Improper Output Neutralization for Logs (CWE ID 117)
com/mongodb/diagnostics/logging/SLF4JLogger.java: lines 41, 56 and 86
com/mongodb/internal/connection/tlschannel/impl/TlsChannelImpl: lines 357 and 471

Use of Hard-coded Password (CWE ID 259)
com/mongodb/internal/async/client/AsyncMongoClients.java: line 48
com/mongodb/client/MongoClients.java: line 40

Insufficient Entropy (CWE ID 331)
com/mongodb/internal/connection/BaseCluster.java: line 355

Use of a Broken or Risky Cryptographic Algorithm (CWE ID 327)
com/mongodb/internal/HexUtils.java: line 54

Use of Externally-Controlled Input to Select Classes or Code (‘Unsafe Reflection’) (CWE ID
470)
org/bson/codecs/pojo/DiscriminatorLookup.java: line 67

I believe the CWE ID 259 and CWE ID 331 vulnerabilities are false positives. Anyone can confirm ?

Are there any plans to address these vulnerabilities in future versions of the driver ? If not, can they be mitigated ? Are there vulnerabilities that you believe are false positives ?

Hi @Aziz_Zitouni,

Thanks for the questions. Lets review the list:

Improper Output Neutralization for Logs (CWE ID 117)
These methods delegate to the user supplied and configured logging library.

Use of Hard-coded Password (CWE ID 259)
There is no password in these methods, just the default connection string “mongo://localhost”

Insufficient Entropy (CWE ID 331)
This method randomly picks from the server list.
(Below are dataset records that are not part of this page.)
//! Root seed source and the latest-seed cell.

use matchpoint_env::{EnvError, EventBus, GameContext};
use rand::Rng;
use std::sync::atomic::{AtomicU32, Ordering};
use std::sync::Arc;
use std::time::Duration;

use crate::events::GameEvent;

/// Single-value cell holding the most recent root seed.
///
/// Written by the seed source, read by the simulation controller when a
/// simulation starts. Last write wins. Owned by the runtime that created
/// it and shared by `Arc`.
#[derive(Debug)]
pub struct LatestSeed(AtomicU32);

impl LatestSeed {
    /// Creates a cell holding `initial`.
    pub fn new(initial: u32) -> Self {
        Self(AtomicU32::new(initial))
    }

    /// Creates an Arc-wrapped cell.
    pub fn shared(initial: u32) -> Arc<Self> {
        Arc::new(Self::new(initial))
    }

    /// Returns the current seed.
    pub fn get(&self) -> u32 {
        self.0.load(Ordering::Acquire)
    }

    /// Overwrites the seed, returning the previous value.
    pub fn set(&self, seed: u32) -> u32 {
        self.0.swap(seed, Ordering::AcqRel)
    }
}

/// Periodically draws a fresh root seed in `[1, 99)` and publishes it.
pub struct SeedSource {
    latest: Arc<LatestSeed>,
    interval: Duration,
}

impl SeedSource {
    /// Lowest seed drawn (inclusive)
    pub const MIN_SEED: u32 = 1;

    /// Highest seed drawn (exclusive)
    pub const MAX_SEED: u32 = 99;

    /// Creates a seed source writing into `latest`.
    pub fn new(latest: Arc<LatestSeed>, interval: Duration) -> Self {
        Self { latest, interval }
    }

    /// Draws a uniformly distributed seed.
    pub fn draw<R: Rng + ?Sized>(rng: &mut R) -> u32 {
        rng.gen_range(Self::MIN_SEED..Self::MAX_SEED)
    }

    /// Stores `seed` in the latest-seed cell and publishes it on `root-seed`.
    pub async fn emit<Ctx, Bus>(&self, ctx: &Ctx, bus: &Bus, seed: u32) -> Result<(), EnvError>
    where
        Ctx: GameContext,
        Bus: EventBus,
    {
        let previous = self.latest.set(seed);
        tracing::trace!(previous, seed, "root seed refreshed");

        let envelope = GameEvent::RootSeed(seed)
            .encode(ctx.timestamp_ms())
            .map_err(|e| EnvError::SerializationError(e.to_string()))?;
        bus.publish(envelope).await.map(|_| ())
    }

    /// Timer loop: one fresh seed per tick until the bus closes.
    ///
    /// A failed tick is not retried; the next tick simply refreshes again.
    pub async fn run<Ctx, Bus>(self, ctx: Arc<Ctx>, bus: Arc<Bus>)
    where
        Ctx: GameContext,
        Bus: EventBus,
    {
        loop {
            let seed = Self::draw(&mut rand::thread_rng());
            match self.emit(ctx.as_ref(), bus.as_ref(), seed).await {
                Ok(()) => {}
                Err(EnvError::BusClosed(_)) => {
                    tracing::debug!("bus closed, seed source stopping");
                    return;
                }
                Err(e) => tracing::warn!(error = %e, "seed tick lost"),
            }
            ctx.sleep(self.interval).await;
        }
    }
}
Use of a Broken or Risky Cryptographic Algorithm (CWE ID 327)
The use of MD5 for legacy authentication was deprecated in MongoDB 4.0. However, the driver still supports 3.x versions of MongoDB. For more information about authentication mechanisms in mongodb please see: https://docs.mongodb.com/manual/core/authentication/#authentication-mechanisms

Use of Externally-Controlled Input to Select Classes or Code (‘Unsafe Reflection’) (CWE ID
470)
This is not the default behaviour. When using Pojo’s to represent Bson Documents users can store metadata with the name of the class to hydrate the bson data into. This is useful when modelling Pojos that contain polymorphic embedded classes.

I hope that helps,

Ross

2 Likes

Hi @Ross_Lawley,
On CWE ID 327, can the vulnerability be mitigated on 3.x if a more secure authentication is used, I’m thinking SCRAM SHA-1 or Kerberos ?

Regards,
Aziz

Hi @Aziz_Zitouni,

That’s correct or using MongoDB 4.0 or greater - as challenge response authentication was removed from the server.

Ross

2 Likes

This topic was automatically closed 5 days after the last reply. New replies are no longer allowed.